The Little Paris Bookshop, by Nina George, exudes all things French
THE LITTLE PARIS BOOKSHOP
By Nina George
Crown. 392 pp. $25
Nina George's international bestseller "The Little Paris Bookshop" looks like a triumph of the confectioner's art: pink, glossy, garlanded with icing rosettes in the form of admiring blurbs from readers and authors. It's oozing with the sort of ingredients that cause a sugar rush of emotional associations: Paris, Provence, charming book stores, eccentric landladies, lost loves, even cats. But as with many fancy-looking cakes, under the meringue and the frosting this novel tastes like artificially flavored cardboard.

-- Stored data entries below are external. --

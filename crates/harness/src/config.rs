// Copyright (c) 2025 Dimitris Kafetzis
//
// Licensed under the MIT License.
// See LICENSE file in the project root for full license information.
//
// SPDX-License-Identifier: MIT

//! Harness configuration loaded from TOML files or constructed programmatically.
//!
//! # TOML Format
//! ```toml
//! target = "pulp"
//! num_threads = 4          # overrides the target's core count
//! mode = "threaded"        # or "sequential"
//! seed = 42
//! cases = ["matmul_s8", "ita_max"]   # empty runs every case
//! enable_timing = true
//! ```

use crate::{Cluster, ExecMode, HarnessError, Target};
use std::path::Path;

/// Configuration for a harness run.
#[derive(Debug, Clone, PartialEq, Eq, serde::Serialize, serde::Deserialize)]
pub struct HarnessConfig {
    /// Target profile name: `"generic"`, `"pulp"`, `"snitch"`, `"mempool"`, `"gap9"`, `"qemu-arm"`.
    pub target: String,
    /// Worker count (defaults to the target's core count).
    pub num_threads: Option<usize>,
    /// Execution mode: `"sequential"` or `"threaded"`.
    #[serde(default = "default_mode")]
    pub mode: String,
    /// Seed for the random test inputs.
    #[serde(default)]
    pub seed: u64,
    /// Case names to run; empty means all registered cases.
    #[serde(default)]
    pub cases: Vec<String>,
    /// Whether to record per-case wall-clock time.
    #[serde(default = "default_true")]
    pub enable_timing: bool,
}

fn default_mode() -> String {
    "sequential".to_string()
}

fn default_true() -> bool {
    true
}

impl HarnessConfig {
    /// Loads configuration from a TOML file.
    pub fn from_file(path: &Path) -> Result<Self, HarnessError> {
        let content = std::fs::read_to_string(path).map_err(|e| {
            HarnessError::ConfigError(format!("cannot read config '{}': {e}", path.display()))
        })?;
        Self::from_toml(&content)
    }

    /// Parses configuration from a TOML string.
    pub fn from_toml(toml_str: &str) -> Result<Self, HarnessError> {
        toml::from_str(toml_str)
            .map_err(|e| HarnessError::ConfigError(format!("TOML parse error: {e}")))
    }

    /// Serialises configuration to TOML.
    pub fn to_toml(&self) -> Result<String, HarnessError> {
        toml::to_string_pretty(self)
            .map_err(|e| HarnessError::ConfigError(format!("TOML serialise error: {e}")))
    }

    pub fn resolve_target(&self) -> Result<Target, HarnessError> {
        self.target.parse()
    }

    pub fn resolve_mode(&self) -> Result<ExecMode, HarnessError> {
        self.mode.parse()
    }

    /// Resolves the worker count: the explicit override, else the target's cores.
    pub fn resolve_threads(&self) -> Result<usize, HarnessError> {
        match self.num_threads {
            Some(0) => Err(HarnessError::ConfigError(
                "num_threads must be at least 1".to_string(),
            )),
            Some(n) => Ok(n),
            None => Ok(self.resolve_target()?.default_cores()),
        }
    }

    /// Builds the cluster this configuration describes.
    pub fn cluster(&self) -> Result<Cluster, HarnessError> {
        Cluster::new(self.resolve_threads()?, self.resolve_mode()?)
    }
}

impl Default for HarnessConfig {
    fn default() -> Self {
        Self {
            target: "generic".to_string(),
            num_threads: None,
            mode: default_mode(),
            seed: 0,
            cases: Vec::new(),
            enable_timing: true,
        }
    }
}

#[cfg(test)]
mod tests {
    use super::*;

    #[test]
    fn test_default() {
        let c = HarnessConfig::default();
        assert_eq!(c.target, "generic");
        assert_eq!(c.resolve_mode().unwrap(), ExecMode::Sequential);
        assert!(c.cases.is_empty());
        assert!(c.enable_timing);
    }

    #[test]
    fn test_from_toml() {
        let toml = r#"
target = "pulp"
num_threads = 3
mode = "threaded"
seed = 7
cases = ["matmul_s8"]
enable_timing = false
"#;
        let c = HarnessConfig::from_toml(toml).unwrap();
        assert_eq!(c.resolve_target().unwrap(), Target::Pulp);
        assert_eq!(c.resolve_threads().unwrap(), 3);
        assert_eq!(c.resolve_mode().unwrap(), ExecMode::Threaded);
        assert_eq!(c.seed, 7);
        assert_eq!(c.cases, vec!["matmul_s8".to_string()]);
        assert!(!c.enable_timing);
    }

    #[test]
    fn test_minimal_toml_uses_target_cores() {
        let c = HarnessConfig::from_toml("target = \"mempool\"").unwrap();
        assert_eq!(c.resolve_threads().unwrap(), 256);
        assert_eq!(c.cluster().unwrap().num_threads(), 256);
    }

    #[test]
    fn test_to_toml_roundtrip() {
        let c = HarnessConfig {
            target: "snitch".into(),
            num_threads: Some(2),
            cases: vec!["ita_max".into()],
            ..Default::default()
        };
        let back = HarnessConfig::from_toml(&c.to_toml().unwrap()).unwrap();
        assert_eq!(back, c);
    }

    #[test]
    fn test_invalid_values() {
        let bad_target = HarnessConfig { target: "x86".into(), ..Default::default() };
        assert!(matches!(bad_target.resolve_threads(), Err(HarnessError::UnknownTarget(_))));

        let bad_mode = HarnessConfig { mode: "parallel".into(), ..Default::default() };
        assert!(matches!(bad_mode.cluster(), Err(HarnessError::UnknownMode(_))));

        let zero = HarnessConfig { num_threads: Some(0), ..Default::default() };
        assert!(matches!(zero.resolve_threads(), Err(HarnessError::ConfigError(_))));

        assert!(HarnessConfig::from_toml("target = ").is_err());
    }
}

Its hero, a prissy-seeming middle-aged bookseller with the heavily freighted name of Jean Perdu, lives in an apartment house in the Marais filled with enough colorful tenants for 10 Wes Anderson movies — among them Che, a blind chiropodist; Clara Violette, a claustrophobic concert pianist; and Max Jordan, an earmuff-wearing hipster novelist paralyzed by the phenomenal success of his first book. Perdu calls his bookshop, on a barge in the Seine, the Literary Apothecary, because he doesn’t just sell books to his customers, he prescribes them to suit the psychic ills he diagnoses in his clientele.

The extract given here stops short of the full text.